Combination of EX3 and RS3 in Practice
EX3 combines the DDM with the conventional indirect BEM. As a result, although EX3 models only elastic material behaviour, it can capture the inelastic effects of separation and slip of large-scale discontinuities on stress redistributions around excavations. If such analysis with EX3 indicates zones of inelastic response that are relatively large compared to the dimensions of excavations, it may be necessary to undertake more detailed studies into these effects using RS3. However, even in such cases, surprisingly useful engineering insights can be established using the simpler approaches of EX3.
For the above reasons, in large-scale problems Rocscience recommends that EX3 elastic analysis precede more sophisticated RS3 analysis. EX3 allows for quick, inexpensive exploration of the effects of varying design controls such as excavation dimensions, shape, location, orientation and sequence. Once key understanding has been gained, RS3 can be deployed to model inelastic material behaviour, groundwater effects, and to design support elements such as bolts, liners.

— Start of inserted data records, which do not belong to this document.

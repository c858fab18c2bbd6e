pub mod entry;

pub use entry::Entry;
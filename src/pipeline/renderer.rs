// Builds the constant block and the mapping block from matched entries

use std::fmt::Write;

use crate::model::Entry;

#[derive(Debug, Clone, Default, PartialEq, Eq)]
pub struct Fragments {
    pub constants: String,
    pub mapping: String,
}

/// Both fragments list entries in encounter order, one line per entry.
pub fn render(entries: &[Entry]) -> Fragments {
    Fragments {
        constants: render_constants(entries),
        mapping: render_mapping(entries),
    }
}

pub fn render_constants(entries: &[Entry]) -> String {
    let mut out = String::new();
    for entry in entries {
        // Writing into a String cannot fail.
        let _ = match &entry.comment {
            Some(comment) => writeln!(
                out,
                "pub const {}: u32 = {}; // {}",
                entry.name, entry.value, comment
            ),
            None => writeln!(out, "pub const {}: u32 = {};", entry.name, entry.value),
        };
    }
    out
}

pub fn render_mapping(entries: &[Entry]) -> String {
    let mut out = String::new();
    for entry in entries {
        let _ = writeln!(out, "({:?}, {:#x}),", entry.name, entry.value);
    }
    out
}

#[cfg(test)]
mod tests {
    use super::*;

    fn sample() -> Vec<Entry> {
        vec![
            Entry::new("XC_num_glyphs", 154),
            Entry::new("XC_X_cursor", 0),
            Entry::new("XC_arrow", 2).with_comment("standard arrow"),
        ]
    }

    #[test]
    fn test_constant_lines() {
        let constants = render_constants(&sample());
        assert_eq!(
            constants,
            "pub const XC_num_glyphs: u32 = 154;\n\
             pub const XC_X_cursor: u32 = 0;\n\
             pub const XC_arrow: u32 = 2; // standard arrow\n"
        );
    }

    #[test]
    fn test_mapping_lines_are_hex() {
        let mapping = render_mapping(&sample());
        assert_eq!(
            mapping,
            "(\"XC_num_glyphs\", 0x9a),\n\
             (\"XC_X_cursor\", 0x0),\n\
             (\"XC_arrow\", 0x2),\n"
        );
    }

    #[test]
    fn test_order_preserved() {
        let entries = sample();
        let fragments = render(&entries);

        let names: Vec<_> = fragments
            .mapping
            .lines()
            .map(|l| l.split('"').nth(1).unwrap())
            .collect();
        assert_eq!(names, ["XC_num_glyphs", "XC_X_cursor", "XC_arrow"]);
        assert_eq!(fragments.constants.lines().count(), entries.len());
    }

    #[test]
    fn test_empty_input() {
        assert_eq!(render(&[]), Fragments::default());
    }
}
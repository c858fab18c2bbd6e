/// One `#define XC_<name> <value>` line recognized in the header.
#[derive(Clone, Debug, PartialEq, Eq)]
pub struct Entry {
    pub name: String,
    pub value: u32,
    pub comment: Option<String>,
    /// 1-based line in the header the entry came from.
    pub line: usize,
}

impl Entry {
    pub fn new<N: Into<String>>(name: N, value: u32) -> Self {
        Self {
            name: name.into(),
            value,
            comment: None,
            line: 0,
        }
    }

    pub fn with_comment<C: Into<String>>(mut self, comment: C) -> Self {
        let comment = comment.into();
        self.comment = (!comment.is_empty()).then_some(comment);
        self
    }

    pub fn at_line(mut self, line: usize) -> Self {
        self.line = line;
        self
    }

    pub fn info(&self) -> String {
        match &self.comment {
            Some(comment) => format!("{} = {} ({})", self.name, self.value, comment),
            None => format!("{} = {}", self.name, self.value),
        }
    }
}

For smaller scale excavations such as those encountered in civil engineering, both EX3 and RS3 can again be used to assess the stability of rock masses immediately adjacent to excavations, including when fault intersect the excavation or pass close by the excavation. Typical examples are found in the excavation of tunnels and power caverns. Again, EX3 offers the advantage of rapid computing of simple elastic material response. The simple-to-use EX3 elastic stress-strain analysis tool can be used to estimate fault-slip potential of faults. EX3 can be used to estimate the location and size of excavation disturbance zone based on in situ stresses, strength and deformation properties of rock masses and discontinuities, and the layout and geometries of excavations.
Elastic analysis based on a linear relationship between stress and strain ignores peak and post-peak strength behaviour and can significantly overestimate calculated stresses, strains and kinetic energies. RS3 can be employed to evaluate the ‘true’ magnitudes of stresses and extents of failure zones. It can also be used to assess the interactions between support elements and the ground being supported.
Both EX3 and RS3 can be powerful in assessing potential pillar behaviour and evaluating different strategies and tactics (such as backfill support) for minimizing negative impacts of stress redistribution from excavation.
Concluding Remarks
Considerable understanding into the behaviour of rock masses and major geological structures due to excavation (both mining and civil) can be gained using numerical modelling tools, including EX3 and RS3. EX3 combines speed and simplicity, making it useful for generating preliminary insights into stress problems, and analyzing large-scale underground mines and tunnels. It is very helpful in studying interactions between different excavations, and between excavations and geological structures. RS3, on the other hand, is more powerful and versatile in handling a broad range of geotechnical inputs and problems, including complex material, soil-structure interactions and support behaviours.
Although EX3 and RS3 do not in themselves solve problems, they offer the tools for tackling your practical, engineering challenges. The two software help you to manage the challenge of appropriately balancing accuracy with costs such as available time, computational resources and budgetary constraints.